Ogni anno arrivano 2.500 richieste, tra nuovi e rinnovi: la questura ne rilascia 500-600 solo di nuovi per uso sportivo, mentre sono 200 tra no e revoche. Prevalgono le richieste per uso sportivo, mentre i nuovi cacciatori stanno diminuendo, sulle 20/30 richieste. Avere un porto d’arma non significa poter circolare armati, cosa concessa solo per difesa personale (lo rilascia la prefettura, negli altri casi la questura) riservata a un centinaio di persone esposte per lavoro o per documentati episodi. Nel caso dell’uso sportivo, la pistola può essere portata fuori dall’abitazione, scarica e nella sua custodia, solo per il tragitto casa-poligono e ritorno.

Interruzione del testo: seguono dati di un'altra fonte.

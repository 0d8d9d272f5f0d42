//! All data types for the weighted graph library.

pub mod edge;
pub mod error;
pub mod path;

pub use edge::{Direction, Edge, GraphKind};
pub use error::{GraphError, GraphResult};
pub use path::PathResult;

/// Tolerance used when comparing accumulated weights.
pub const WEIGHT_EPSILON: f64 = 1e-4;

Lo stesso vale per il fucile: casa-zona di caccia. Per avere il porto d’armi (anche per la sola detenzione) serve il certificato del medico di base che va portato all’Ats oppure a un medico militare presso un’autoscuola. Vale 3 mesi, entro i quali si va al poligono per ricevere un’abilitazione che viene presentata in questura. A questo punto è l’ufficio armi ad occuparsi dell’istruttoria, approfondendo non solo se ci sono denunce o precedenti di polizia ma anche raccogliendo informazioni sul territorio per capire se la persona é affidabile. Per i cacciatori serve anche una abilitazione venatoria, dopo un corso in Provincia.

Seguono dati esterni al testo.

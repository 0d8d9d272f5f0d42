//! Traversal tests: DFS/BFS, components, cycles, topological sort and
//! bounded neighborhoods.

use std::collections::HashSet;
use std::ops::ControlFlow;

use rand::rngs::StdRng;
use rand::{Rng, SeedableRng};

use weighted_graph::{Direction, Graph, GraphBuilder, GraphError, GraphKind};

// ==================== Helper ====================

fn init_logger() {
    let _ = env_logger::builder().is_test(true).try_init();
}

/// Undirected K3,3: {a, b, c} fully connected to {x, y, z}.
fn utility_graph() -> Graph<&'static str> {
    let mut g = Graph::undirected();
    for left in ["a", "b", "c"] {
        for right in ["x", "y", "z"] {
            g.add_edge(left, right, 0.0).unwrap();
        }
    }
    g
}

fn sorted<T: Ord>(mut items: Vec<T>) -> Vec<T> {
    items.sort();
    items
}

/// Random DAG: edges only run from lower to higher numbers.
fn random_dag(n: u32, density: f64, seed: u64) -> Graph<u32> {
    let mut rng = StdRng::seed_from_u64(seed);
    let mut g = Graph::directed();
    g.add_vertices(0..n).unwrap();
    for a in 0..n {
        for b in (a + 1)..n {
            if rng.gen_bool(density) {
                g.add_edge(a, b, 1.0).unwrap();
            }
        }
    }
    g
}

// ==================== DFS / BFS Tests ====================

#[test]
fn test_depth_first_search_pre_order() {
    init_logger();
    let g = GraphBuilder::new()
        .link(1, 2)
        .link(1, 3)
        .link(2, 4)
        .link(3, 5)
        .build()
        .unwrap();

    assert_eq!(
        g.depth_first_search(&1, Direction::Outbound).unwrap(),
        vec![1, 2, 4, 3, 5]
    );
    assert_eq!(g.depth_first_search(&3, Direction::Outbound).unwrap(), vec![3, 5]);
    assert_eq!(
        sorted(g.depth_first_search(&4, Direction::Inbound).unwrap()),
        vec![1, 2, 4]
    );
}

#[test]
fn test_breadth_first_search_level_order() {
    let g = GraphBuilder::new()
        .link(1, 2)
        .link(1, 3)
        .link(2, 4)
        .link(3, 5)
        .link(4, 6)
        .build()
        .unwrap();

    let order = g.breadth_first_search(&1, Direction::Outbound).unwrap();
    assert_eq!(order, vec![1, 2, 3, 4, 5, 6]);
}

#[test]
fn test_visit_stops_immediately() {
    let g = utility_graph();

    let mut seen = Vec::new();
    g.depth_first_visit(&"a", Direction::Both, |v| {
        seen.push(*v);
        if seen.len() == 2 {
            ControlFlow::Break(())
        } else {
            ControlFlow::Continue(())
        }
    })
    .unwrap();
    assert_eq!(seen.len(), 2);

    let mut seen = Vec::new();
    g.breadth_first_visit(&"a", Direction::Both, |v| {
        seen.push(*v);
        ControlFlow::Break(())
    })
    .unwrap();
    assert_eq!(seen, vec!["a"]);
}

#[test]
fn test_visit_missing_start() {
    let g = utility_graph();
    assert_eq!(
        g.depth_first_search(&"q", Direction::Both),
        Err(GraphError::MissingVertex("q"))
    );
    assert_eq!(
        g.breadth_first_search(&"q", Direction::Both),
        Err(GraphError::MissingVertex("q"))
    );
}

#[test]
fn test_deep_chain_does_not_overflow() {
    let n = 200_000u32;
    let g = GraphBuilder::new().path(0..n).build().unwrap();

    assert_eq!(g.depth_first_search(&0, Direction::Outbound).unwrap().len(), n as usize);
    assert!(!g.has_cycle());
    assert_eq!(g.topological_sort().unwrap(), (0..n).collect::<Vec<_>>());
    assert_eq!(g.strongly_connected_components().len(), n as usize);

    let u = GraphBuilder::new().undirected().path(0..n).build().unwrap();
    assert!(!u.has_cycle());
    assert_eq!(u.connected_components().len(), 1);
}

// ==================== Component Tests ====================

#[test]
fn test_utility_graph_component() {
    let g = utility_graph();
    assert_eq!(
        sorted(g.connected_component(&"a").unwrap()),
        vec!["a", "b", "c", "x", "y", "z"]
    );
}

#[test]
fn test_connected_components_partition() {
    let mut g = utility_graph();
    g.add_edge("p", "q", 1.0).unwrap();
    g.add_vertex("solo").unwrap();

    let components: Vec<Vec<&str>> = g.connected_components().into_iter().map(sorted).collect();
    assert_eq!(components.len(), 3);
    assert!(components.contains(&vec!["a", "b", "c", "x", "y", "z"]));
    assert!(components.contains(&vec!["p", "q"]));
    assert!(components.contains(&vec!["solo"]));
}

#[test]
fn test_directed_component_is_forward_reachability() {
    let g = GraphBuilder::new().link(1, 2).link(2, 3).link(4, 2).build().unwrap();

    assert_eq!(sorted(g.connected_component(&1).unwrap()), vec![1, 2, 3]);
    assert_eq!(sorted(g.connected_component(&3).unwrap()), vec![3]);

    // Every vertex lands in exactly one component.
    let components = g.connected_components();
    let mut all: Vec<u32> = components.iter().flatten().copied().collect();
    all.sort();
    assert_eq!(all, vec![1, 2, 3, 4]);
}

#[test]
fn test_strongly_connected_components() {
    let g = GraphBuilder::new()
        .path([1, 2, 3, 1])
        .link(3, 4)
        .path([4, 5, 4])
        .link(6, 5)
        .build()
        .unwrap();

    let mut components = g.strongly_connected_components();
    components.sort();
    assert_eq!(components, vec![vec![1, 2, 3], vec![4, 5], vec![6]]);
}

#[test]
fn test_strongly_connected_components_undirected() {
    let g = utility_graph();
    let components = g.strongly_connected_components();
    assert_eq!(components.len(), 1);
    assert_eq!(components[0].len(), 6);
}

// ==================== Cycle Tests ====================

#[test]
fn test_directed_three_cycle() {
    let g = GraphBuilder::new().path([1, 2, 3, 1]).build().unwrap();
    assert!(g.has_cycle());
    assert_eq!(g.topological_sort(), Err(GraphError::CycleDetected));
}

#[test]
fn test_directed_acyclic() {
    // Diamond: two routes to the same vertex is not a cycle.
    let g = GraphBuilder::new()
        .link(1, 2)
        .link(1, 3)
        .link(2, 4)
        .link(3, 4)
        .build()
        .unwrap();
    assert!(!g.has_cycle());
}

#[test]
fn test_directed_self_loop_is_cycle() {
    let g = GraphBuilder::new().link(1, 2).link(2, 2).build().unwrap();
    assert!(g.has_cycle());
}

#[test]
fn test_undirected_cycles() {
    let tree = GraphBuilder::new()
        .undirected()
        .link(1, 2)
        .link(1, 3)
        .link(3, 4)
        .build()
        .unwrap();
    assert!(!tree.has_cycle());

    let triangle = GraphBuilder::new().undirected().path([1, 2, 3, 1]).build().unwrap();
    assert!(triangle.has_cycle());

    let root_loop = GraphBuilder::new().undirected().link(1, 1).link(1, 2).build().unwrap();
    assert!(root_loop.has_cycle());

    let inner_loop = GraphBuilder::new().undirected().link(1, 2).link(2, 2).build().unwrap();
    assert!(inner_loop.has_cycle());

    assert!(utility_graph().has_cycle());
}

#[test]
fn test_empty_graph_has_no_cycle() {
    assert!(!Graph::<u8>::directed().has_cycle());
    assert!(!Graph::<u8>::undirected().has_cycle());
}

// ==================== Topological Sort Tests ====================

#[test]
fn test_topological_sort_dependencies() {
    let g = GraphBuilder::new()
        .vertex(0)
        .link(1, 0)
        .link(2, 1)
        .link(3, 2)
        .link(3, 1)
        .build()
        .unwrap();

    assert_eq!(g.topological_sort().unwrap(), vec![3, 2, 1, 0]);
}

#[test]
fn test_topological_sort_undirected() {
    let g = utility_graph();
    assert!(matches!(
        g.topological_sort(),
        Err(GraphError::NotApplicable {
            kind: GraphKind::Undirected,
            ..
        })
    ));
}

#[test]
fn test_topological_sort_respects_every_edge() {
    for seed in 0..10 {
        let g = random_dag(30, 0.15, seed);
        let order = g.topological_sort().unwrap();
        assert_eq!(order.len(), 30);

        let position: std::collections::HashMap<u32, usize> =
            order.iter().enumerate().map(|(i, v)| (*v, i)).collect();
        for edge in g.edges() {
            assert!(position[&edge.from] < position[&edge.to]);
        }
    }
}

#[test]
fn test_topological_sort_detects_added_back_edge() {
    let mut g = random_dag(20, 0.2, 3);
    g.add_edge(19, 0, 1.0).unwrap();
    g.add_edge(0, 19, 1.0).ok();

    assert!(g.has_cycle());
    assert_eq!(g.topological_sort(), Err(GraphError::CycleDetected));
}

// ==================== Neighborhood Tests ====================

#[test]
fn test_neighborhood_utility_graph() {
    let g = utility_graph();
    assert_eq!(
        g.neighborhood(&"a", 1, 1, Direction::Both).unwrap(),
        vec!["x", "y", "z"]
    );
    assert_eq!(
        g.neighborhood(&"a", 1, 0, Direction::Both).unwrap(),
        vec!["a", "x", "y", "z"]
    );
    assert_eq!(g.neighborhood(&"a", 2, 2, Direction::Both).unwrap(), vec!["b", "c"]);
    assert_eq!(g.neighborhood(&"a", 0, 0, Direction::Both).unwrap(), vec!["a"]);
}

#[test]
fn test_neighborhood_disconnected() {
    let mut g = Graph::undirected();
    g.add_vertices(["a", "b", "c"]).unwrap();
    assert!(g.neighborhood(&"a", 1, 1, Direction::Both).unwrap().is_empty());
}

#[test]
fn test_neighborhood_directed() {
    let g = GraphBuilder::new().path([1, 2, 3, 4]).link(5, 1).build().unwrap();

    assert_eq!(g.neighborhood(&1, 2, 1, Direction::Outbound).unwrap(), vec![2, 3]);
    assert_eq!(g.neighborhood(&3, 5, 1, Direction::Inbound).unwrap(), vec![1, 2, 5]);
    assert_eq!(g.neighborhood(&2, 1, 1, Direction::Both).unwrap(), vec![1, 3]);
}

#[test]
fn test_neighborhood_invalid_arguments() {
    let g = utility_graph();
    assert!(matches!(
        g.neighborhood(&"a", 1, 2, Direction::Both),
        Err(GraphError::InvalidArgument { .. })
    ));
    assert_eq!(
        g.neighborhood(&"q", 1, 0, Direction::Both),
        Err(GraphError::MissingVertex("q"))
    );
}

#[test]
fn test_neighborhood_matches_bfs_hops() {
    let g = random_dag(25, 0.1, 11);
    let hops = g.bfs_shortest_path(&0).unwrap();
    let within: HashSet<u32> = g
        .neighborhood(&0, 3, 1, Direction::Outbound)
        .unwrap()
        .into_iter()
        .collect();

    for (v, result) in hops {
        let expected = result.distance >= 1.0 && result.distance <= 3.0;
        assert_eq!(within.contains(&v), expected, "vertex {}", v);
    }
}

Dal 2018, il rinnovo del porto d’armi va fatto ogni 5 anni e non più 6 (con la trafila del certificato medico e dell’istruttoria). L’articolo 39 del testo unico di pubblica sicurezza prevede che «nei casi d’urgenza, gli ufficiali e gli agenti di pubblica sicurezza provvedono all’immediato ritiro cautelare» dell’arma. In caso di minacce o di una lite, per esempio. Il ritiro viene comunicato alla questura o alla prefettura che, vagliato caso per caso, decideranno se togliere il porto d’armi. Fosse anche solo un eccesso di cautela, intanto fucile o pistola sono messi al riparo (Corriere di Bergamo).